### RECORD EXTRACTS

//! Seed content served when a keyed record is read and found absent.
//!
//! Constructed once at startup and carried in `AppState` instead of living
//! as ambient module state. All values mirror the deployed admin panel's
//! canonical defaults (Kurikulum Merdeka base tables plus local content
//! subjects).

use std::collections::HashMap;

use crate::model::{SchoolIdentity, Student, Subject, TeacherProfile};

/// Placeholder roster length for a never-saved class.
pub const PLACEHOLDER_ROSTER_LEN: usize = 25;

pub struct Defaults {
    school_identity: SchoolIdentity,
    teacher_profile: TeacherProfile,
    subjects_by_class: HashMap<&'static str, Vec<Subject>>,
}

impl Defaults {
    pub fn baseline() -> Self {
        Defaults {
            school_identity: default_school_identity(),
            teacher_profile: default_teacher_profile(),
            subjects_by_class: default_subject_tables(),
        }
    }

    /// Form template for the school identity. Never auto-persisted: a
    /// never-created identity still reads back as null.
    pub fn school_identity(&self) -> &SchoolIdentity {
        &self.school_identity
    }

    /// Base teacher biodata; `position` is interpolated per class by the
    /// roster service before the seed is written.
    pub fn teacher_profile(&self) -> &TeacherProfile {
        &self.teacher_profile
    }

    /// Default curriculum table for a normalized class key, if it is one of
    /// the six known keys. Unknown keys get no table and no seeding.
    pub fn class_subjects(&self, class_key: &str) -> Option<&[Subject]> {
        self.subjects_by_class.get(class_key).map(|v| v.as_slice())
    }

    /// 25 empty roster rows with synthetic ids, freshly generated per call.
    /// Deliberately not drawn from a table and never persisted here.
    pub fn placeholder_students(&self) -> Vec<Student> {
        (0..PLACEHOLDER_ROSTER_LEN)
            .map(|i| Student {
                id: format!("default-{i}"),
                ..Student::default()
            })
            .collect()
    }
}

fn default_school_identity() -> SchoolIdentity {
    SchoolIdentity {
        school_name: "SDN 01 Contoh".into(),
        npsn: "12345678".into(),
        nss: "101234567890".into(),
        address: "Jl. Pendidikan No. 1".into(),
        postal_code: "12345".into(),
        phone: "021-1234567".into(),
        subdistrict: "Kelurahan Cerdas".into(),
        district: "Kecamatan Pintar".into(),
        city: "Kota Pelajar".into(),
        province: "Provinsi Pengetahuan".into(),
        website: "www.sdn01contoh.sch.id".into(),
        email: "info@sdn01contoh.sch.id".into(),
        principal_name: "Dr. Budi Santoso, M.Pd.".into(),
        principal_nip: "197001011995031001".into(),
    }
}

fn default_teacher_profile() -> TeacherProfile {
    TeacherProfile {
        full_name: "Rina Setyawati, S.Pd.".into(),
        nip: "198805212014032001".into(),
        nik: "3301012345678901".into(),
        nuptk: "1234567890123456".into(),
        gender: "Perempuan".into(),
        birth_place: "Semarang".into(),
        birth_date: "1988-05-21".into(),
        employment_status: "PNS".into(),
        position: "Guru Kelas".into(),
        last_education: "S1 PGSD Universitas Terbuka".into(),
        religion: "Islam".into(),
        address: "Jl. Merdeka No. 45, Kelurahan Cerdas, Kecamatan Pintar".into(),
        phone: "081234567890".into(),
        email: "rina.setyawati@email.com".into(),
    }
}

fn subject(code: &str, name: &str, hours: u32) -> Subject {
    Subject {
        id: String::new(),
        code: code.into(),
        name: name.into(),
        hours,
    }
}

fn default_subject_tables() -> HashMap<&'static str, Vec<Subject>> {
    let mut tables = HashMap::new();
    tables.insert(
        "kelas-i",
        vec![
            subject("PAIBP", "Pendidikan Agama Islam Dan Budi Pekerti", 4),
            subject("PP", "Pendidikan Pancasila", 5),
            subject("BIND", "Bahasa Indonesia", 8),
            subject("MTK", "Matematika", 5),
            subject("PJOK", "Pendidikan Jasmani, Olahraga, Dan Kesehatan", 4),
            subject("SR", "Seni Rupa", 4),
            subject("BJW", "Bahasa Jawa", 2),
            subject("PLH", "Pendidikan Lingkungan Hidup", 2),
            subject("BING", "Bahasa Inggris (Opsional)", 2),
        ],
    );
    tables.insert(
        "kelas-ii",
        vec![
            subject("PAIBP", "Pendidikan Agama Islam Dan Budi Pekerti", 4),
            subject("PP", "Pendidikan Pancasila", 5),
            subject("BIND", "Bahasa Indonesia", 9),
            subject("MTK", "Matematika", 6),
            subject("PJOK", "Pendidikan Jasmani, Olahraga, Dan Kesehatan", 4),
            subject("SR", "Seni Rupa", 4),
            subject("BJW", "Bahasa Jawa", 2),
            subject("BING", "Bahasa Inggris (Opsional)", 2),
        ],
    );
    tables.insert(
        "kelas-iii",
        vec![
            subject("PAIBP", "Pendidikan Agama Islam Dan Budi Pekerti", 4),
            subject("PP", "Pendidikan Pancasila", 5),
            subject("BIND", "Bahasa Indonesia", 7),
            subject("MTK", "Matematika", 6),
            subject("IPAS", "Ilmu Pengetahuan Alam Dan Sosial", 6),
            subject("PJOK", "Pendidikan Jasmani, Olahraga, Dan Kesehatan", 4),
            subject("SR", "Seni Rupa", 4),
            subject("BING", "Bahasa Inggris", 2),
            subject("BJW", "Bahasa Jawa", 2),
            subject("PLH", "Pendidikan Lingkungan Hidup", 2),
        ],
    );
    tables.insert(
        "kelas-iv",
        vec![
            subject("PAIBP", "Pendidikan Agama Islam Dan Budi Pekerti", 4),
            subject("PP", "Pendidikan Pancasila", 5),
            subject("BIND", "Bahasa Indonesia", 7),
            subject("MTK", "Matematika", 6),
            subject("IPAS", "Ilmu Pengetahuan Alam Dan Sosial", 6),
            subject("PJOK", "Pendidikan Jasmani, Olahraga, Dan Kesehatan", 4),
            subject("SR", "Seni Rupa", 4),
            subject("BING", "Bahasa Inggris", 2),
            subject("BJW", "Bahasa Jawa", 2),
            subject("PLH", "Pendidikan Lingkungan Hidup", 2),
        ],
    );
    tables.insert(
        "kelas-v",
        vec![
            subject("PAIBP", "Pendidikan Agama Islam Dan Budi Pekerti", 4),
            subject("PP", "Pendidikan Pancasila", 5),
            subject("BIND", "Bahasa Indonesia", 7),
            subject("MTK", "Matematika", 6),
            subject("IPAS", "Ilmu Pengetahuan Alam Dan Sosial", 6),
            subject("PJOK", "Pendidikan Jasmani, Olahraga, Dan Kesehatan", 4),
            subject("SR", "Seni Rupa", 4),
            subject("BING", "Bahasa Inggris", 2),
            subject("BJW", "Bahasa Jawa", 2),
            subject("PLH", "Pendidikan Lingkungan Hidup", 2),
            subject("KKA", "Koding Dan Kecerdasan Artificial", 2),
        ],
    );
    tables.insert(
        "kelas-vi",
        vec![
            subject("PAIBP", "Pendidikan Agama Islam Dan Budi Pekerti", 4),
            subject("PP", "Pendidikan Pancasila", 5),
            subject("BIND", "Bahasa Indonesia", 7),
            subject("MTK", "Matematika", 6),
            subject("IPAS", "Ilmu Pengetahuan Alam Dan Sosial", 6),
            subject("PJOK", "Pendidikan Jasmani, Olahraga, Dan Kesehatan", 4),
            subject("SR", "Seni Rupa", 4),
            subject("BING", "Bahasa Inggris", 2),
            subject("BJW", "Bahasa Jawa", 2),
            subject("PLH", "Pendidikan Lingkungan Hidup", 2),
            subject("KKA", "Koding Dan Kecerdasan Artificial", 2),
        ],
    );
    tables
}

#[cfg(test)]
mod tests {
    use super::*;

    #[test]
    fn tables_exist_for_all_six_class_keys() {
        let defaults = Defaults::baseline();
        for key in ["kelas-i", "kelas-ii", "kelas-iii", "kelas-iv", "kelas-v", "kelas-vi"] {
            assert!(defaults.class_subjects(key).is_some(), "missing {key}");
        }
        assert!(defaults.class_subjects("kelas-vii").is_none());
    }

    #[test]
    fn kelas_iii_table_is_ten_rows_totalling_42_hours() {
        let defaults = Defaults::baseline();
        let rows = defaults.class_subjects("kelas-iii").unwrap();
        assert_eq!(rows.len(), 10);
        assert_eq!(rows.iter().map(|s| s.hours).sum::<u32>(), 42);
        assert!(rows.iter().any(|s| s.code == "IPAS"));
    }

    #[test]
    fn upper_grades_include_coding_subject() {
        let defaults = Defaults::baseline();
        for key in ["kelas-v", "kelas-vi"] {
            let rows = defaults.class_subjects(key).unwrap();
            assert!(rows.iter().any(|s| s.code == "KKA"), "{key} missing KKA");
        }
        let lower = defaults.class_subjects("kelas-i").unwrap();
        assert!(!lower.iter().any(|s| s.code == "KKA"));
    }

    #[test]
    fn placeholder_roster_is_25_empty_rows_with_synthetic_ids() {
        let defaults = Defaults::baseline();
        let rows = defaults.placeholder_students();
        assert_eq!(rows.len(), PLACEHOLDER_ROSTER_LEN);
        assert_eq!(rows[0].id, "default-0");
        assert_eq!(rows[24].id, "default-24");
        for row in &rows {
            assert!(row.full_name.is_empty());
            assert!(row.address.street.is_empty());
            assert!(row.parents.ayah.is_empty());
        }
    }

    #[test]
    fn base_profile_uses_generic_position() {
        let defaults = Defaults::baseline();
        assert_eq!(defaults.teacher_profile().position, "Guru Kelas");
        assert_eq!(defaults.school_identity().school_name, "SDN 01 Contoh");
    }
}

######

_ASSIGNMENT_. Among the lines of the data above, find those with the word "TeacherProfile" and show them.

_EXERCISE ANSWER_.
use crate::model::{SchoolIdentity, Student, Subject, TeacherProfile};
    teacher_profile: TeacherProfile,
    pub fn teacher_profile(&self) -> &TeacherProfile {
fn default_teacher_profile() -> TeacherProfile {
    TeacherProfile {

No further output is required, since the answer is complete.